18 students on the T Level in Construction: Design, Planning and Surveying are spending 20% of their studies on an industry placement with them.
A workforce of over 8,000 will be employed by BBV to deliver its £5 billion main civil engineering contracts on HS2 and around 400 of those roles will be filled by apprentices and graduates over the next 5-6 years. This will equate to 5% of their workforce.
Naomi Bates, SEE Business Partner for Education and Careers at Balfour Beatty VINCI said: “By enabling these students to gain hands-on experience with us and potentially progress on to apprenticeships, we are encouraging the creation of a more diverse workforce to better represent and serve our future customers.
“We know there aren’t enough people entering the sector,” continued Naomi. “If we are to meet the demands of future construction and infrastructure projects then we need to adapt our approach to recruitment and development.
“Balfour Beatty VINCI is going to be in the West Midlands for a long time, so to even just put that little seed in these students’ minds that they can have a career with us is amazing.”
Although the pandemic, resulted in a delay in the students beginning their industry placements on-site, BBV have continued to build on the shared enthusiasm about the opportunities on offer.

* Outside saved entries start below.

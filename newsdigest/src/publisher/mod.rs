use anyhow::Result;
use common::PublishTarget;
use std::path::PathBuf;
use tracing::info;

pub mod dropbox;
pub mod sync_tool;

/// Per-file outcome of one publish run
#[derive(Debug, Clone, Default, PartialEq, Eq)]
pub struct PublishReport {
    pub uploaded: Vec<PathBuf>,
    pub skipped: Vec<PathBuf>,
    pub failed: Vec<PathBuf>,
}

/// Upload `files` with the strategy chosen at startup. Only a failed Dropbox
/// connection is an error; per-file problems end up in the report.
pub async fn publish(target: &PublishTarget, files: &[PathBuf]) -> Result<PublishReport> {
    let report = match target {
        PublishTarget::SyncTool(cfg) => sync_tool::publish(cfg, files).await,
        PublishTarget::Dropbox(cfg) => dropbox::publish(cfg, files).await?,
    };

    info!(
        uploaded = report.uploaded.len(),
        skipped = report.skipped.len(),
        failed = report.failed.len(),
        "Publish finished"
    );
    Ok(report)
}
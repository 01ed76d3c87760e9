//! Pre-summary cleanup of the merged abstracts.
//!
//! The document is split into `### ` heading blocks. Blocks the model marked
//! as irrelevant are dropped, repeated articles are removed (first wins) and
//! long runs of blank lines are collapsed.

use std::collections::HashSet;

const HEADING_PREFIX: &str = "### ";

/// Identity of a heading block used for deduplication
#[derive(Debug, Clone, PartialEq, Eq, Hash)]
pub enum BlockKey {
    Url(String),
    Title(String),
}

/// Cleaned text plus what was removed
#[derive(Debug, Clone, PartialEq, Eq)]
pub struct CleanedAbstracts {
    pub text: String,
    pub kept: usize,
    pub skipped: usize,
    pub duplicates: usize,
}

struct Block<'a> {
    heading: Option<&'a str>,
    body: Vec<&'a str>,
}

impl Block<'_> {
    fn key(&self) -> Option<BlockKey> {
        self.heading.and_then(heading_key)
    }

    /// Marked when the heading itself, or the first non-blank body line, is a skip marker.
    fn is_skipped(&self) -> bool {
        if self.heading.map_or(false, is_skip_marker) {
            return true;
        }
        // body[0] is the heading line itself
        self.body
            .iter()
            .skip(usize::from(self.heading.is_some()))
            .find(|line| !line.trim().is_empty())
            .map_or(false, |line| is_skip_marker(line))
    }
}

/// `SKIP` or `[SKIP]`, any case, surrounding whitespace ignored.
pub fn is_skip_marker(line: &str) -> bool {
    let line = line.trim();
    line.eq_ignore_ascii_case("skip") || line.eq_ignore_ascii_case("[skip]")
}

/// Key for a heading's text (without the `### ` prefix).
///
/// `[title](url)` is keyed by url, falling back to the title when the url is
/// empty; any other heading is keyed by its trimmed text.
pub fn heading_key(heading: &str) -> Option<BlockKey> {
    let heading = heading.trim();

    if let Some(rest) = heading.strip_prefix('[') {
        if let Some((label, tail)) = rest.split_once("](") {
            if let Some((url, _)) = tail.split_once(')') {
                let url = url.trim();
                if !url.is_empty() {
                    return Some(BlockKey::Url(url.to_string()));
                }
                let label = label.trim();
                if !label.is_empty() {
                    return Some(BlockKey::Title(label.to_string()));
                }
            }
        }
    }

    if heading.is_empty() {
        None
    } else {
        Some(BlockKey::Title(heading.to_string()))
    }
}

fn split_blocks(text: &str) -> Vec<Block<'_>> {
    let mut blocks = vec![Block { heading: None, body: Vec::new() }];
    for line in text.lines() {
        match line.strip_prefix(HEADING_PREFIX) {
            Some(heading) => blocks.push(Block { heading: Some(heading), body: vec![line] }),
            None => {
                if let Some(current) = blocks.last_mut() {
                    current.body.push(line);
                }
            }
        }
    }
    blocks
}

/// Drop skipped and duplicate blocks, then normalize blank lines.
pub fn clean_abstracts(text: &str) -> CleanedAbstracts {
    let mut seen: HashSet<BlockKey> = HashSet::new();
    let mut lines: Vec<&str> = Vec::new();
    let (mut kept, mut skipped, mut duplicates) = (0, 0, 0);

    for block in split_blocks(text) {
        if block.heading.is_some() {
            if block.is_skipped() {
                skipped += 1;
                continue;
            }
            if let Some(key) = block.key() {
                if !seen.insert(key) {
                    duplicates += 1;
                    continue;
                }
            }
            kept += 1;
        }

        // a stray marker from an answer without a heading
        lines.extend(block.body.into_iter().filter(|line| !is_skip_marker(line)));
    }

    CleanedAbstracts {
        text: collapse_blank_lines(&lines),
        kept,
        skipped,
        duplicates,
    }
}

/// Runs of 3+ blank lines become 2 blank lines; trailing whitespace is trimmed.
fn collapse_blank_lines(lines: &[&str]) -> String {
    let mut out = String::new();
    let mut blank_run = 0;

    for line in lines {
        if line.trim().is_empty() {
            blank_run += 1;
            if blank_run <= 2 {
                out.push('\n');
            }
        } else {
            blank_run = 0;
            out.push_str(line);
            out.push('\n');
        }
    }

    out.trim_end().to_string()
}
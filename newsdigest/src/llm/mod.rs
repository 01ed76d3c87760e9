use anyhow::Result;
use serde::Deserialize;

/// Core trait for chat-completion providers
#[async_trait::async_trait]
pub trait LlmProvider: Send + Sync {
    /// Generate a completion for a system prompt + user content pair
    async fn generate(&self, request: LlmRequest) -> Result<LlmResponse>;
}

/// Request structure for LLM generation
#[derive(Debug, Clone, Default)]
pub struct LlmRequest {
    /// Sent as the leading `system` message when present
    pub system: Option<String>,
    pub prompt: String,
    pub max_tokens: Option<usize>,
    pub temperature: Option<f32>,
    pub timeout_seconds: Option<u64>,
}

impl LlmRequest {
    pub fn with_system(system: impl Into<String>, prompt: impl Into<String>) -> Self {
        Self {
            system: Some(system.into()),
            prompt: prompt.into(),
            ..Self::default()
        }
    }
}

/// Response from LLM generation. `content` is always plain text.
#[derive(Debug, Clone)]
pub struct LlmResponse {
    pub content: String,
    pub usage: UsageMetadata,
    pub model: String,
}

/// Token usage metadata
#[derive(Debug, Clone, Default)]
pub struct UsageMetadata {
    pub prompt_tokens: usize,
    pub completion_tokens: usize,
    pub total_tokens: usize,
}

/// Message content as providers return it: either a plain string or a list of
/// typed parts (`[{"type": "text", "text": "..."}]`).
#[derive(Debug, Clone, Deserialize, PartialEq)]
#[serde(untagged)]
pub enum MessageContent {
    Text(String),
    Parts(Vec<ContentPart>),
}

#[derive(Debug, Clone, Deserialize, PartialEq)]
pub struct ContentPart {
    #[serde(default)]
    pub text: Option<String>,
}

impl MessageContent {
    /// Flatten to plain text; parts without text contribute nothing.
    pub fn into_text(self) -> String {
        match self {
            MessageContent::Text(text) => text,
            MessageContent::Parts(parts) => parts.into_iter().filter_map(|p| p.text).collect(),
        }
    }
}

pub mod remote;
use anyhow::{anyhow, Context, Result};
use chrono::{Local, NaiveDate};
use common::SummarizerConfig;
use std::path::{Path, PathBuf};
use std::sync::Arc;
use std::time::Duration;
use tracing::{error, info, warn};

use crate::cleaning;
use crate::llm::{LlmProvider, LlmRequest};

/// `AI News Update <YYYY MM DD>.md`
pub fn deliverable_file_name(date: NaiveDate) -> String {
    format!("AI News Update {}.md", date.format("%Y %m %d"))
}

pub fn render_deliverable(summary: &str, abstracts: &str, date: NaiveDate) -> String {
    format!(
        "# AI News Update - {}\n\n## Weekly Summary\n\n{}\n\n---\n\n## News Abstracts\n\n{}",
        date.format("%Y/%m/%d"),
        summary,
        abstracts
    )
}

/// Single synthesis call with a fixed retry budget
pub struct Summarizer {
    provider: Arc<dyn LlmProvider>,
    prompt: String,
    max_attempts: u32,
    retry_delay: Duration,
}

impl Summarizer {
    pub fn new(provider: Arc<dyn LlmProvider>, prompt: impl Into<String>, config: &SummarizerConfig) -> Self {
        Self {
            provider,
            prompt: prompt.into(),
            max_attempts: config.max_attempts.max(1),
            retry_delay: config.retry_delay,
        }
    }

    /// Errors only once every attempt has failed.
    pub async fn summarize(&self, abstracts: &str) -> Result<String> {
        let mut last_error = None;

        for attempt in 1..=self.max_attempts {
            let request = LlmRequest::with_system(self.prompt.as_str(), abstracts);
            match self.provider.generate(request).await {
                Ok(response) => return Ok(response.content),
                Err(e) => {
                    warn!("Error calling API: {:#}, retry {}/{}", e, attempt, self.max_attempts);
                    last_error = Some(e);
                    tokio::time::sleep(self.retry_delay).await;
                }
            }
        }

        error!("Max retries reached, giving up.");
        Err(last_error
            .unwrap_or_else(|| anyhow!("no attempts made"))
            .context(format!("summary generation failed after {} attempts", self.max_attempts)))
    }
}

/// Summarize `input` and write the dated deliverable; returns its path.
pub async fn run(
    provider: Arc<dyn LlmProvider>,
    config: &SummarizerConfig,
    input: &Path,
    output: Option<PathBuf>,
) -> Result<PathBuf> {
    let mut abstracts = tokio::fs::read_to_string(input)
        .await
        .with_context(|| format!("input file '{}' does not exist or cannot be read", input.display()))?;

    if config.clean_abstracts {
        let cleaned = cleaning::clean_abstracts(&abstracts);
        info!(
            kept = cleaned.kept,
            skipped = cleaned.skipped,
            duplicates = cleaned.duplicates,
            "Cleaned abstracts"
        );
        abstracts = cleaned.text;
    }

    let prompt = tokio::fs::read_to_string(&config.prompt_path)
        .await
        .with_context(|| format!("Failed to read system prompt: {}", config.prompt_path.display()))?;

    info!("Generating summary...");
    let summary = Summarizer::new(provider, prompt, config).summarize(&abstracts).await?;

    let today = Local::now().date_naive();
    let output = match output {
        Some(path) => path,
        None => config.deliverable_dir.join(deliverable_file_name(today)),
    };
    if let Some(parent) = output.parent().filter(|p| !p.as_os_str().is_empty()) {
        tokio::fs::create_dir_all(parent)
            .await
            .with_context(|| format!("Failed to create deliverable directory: {}", parent.display()))?;
    }

    tokio::fs::write(&output, render_deliverable(&summary, &abstracts, today))
        .await
        .with_context(|| format!("Failed to write deliverable: {}", output.display()))?;

    info!("Deliverable saved to {}", output.display());
    Ok(output)
}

Since January, they have been delivering a comprehensive series of virtual sessions based on different roles and responsibilities relating to a building project.
Placements will now begin in the summer, with students welcomed in BBV’s offices and site locations.
“This partnership with Walsall College forms part of our skills legacy,” Naomi added. “We’re upskilling the next generation with the technical and professional skills that the sector needs as it adapts to becoming digitised and using modern methods of construction.”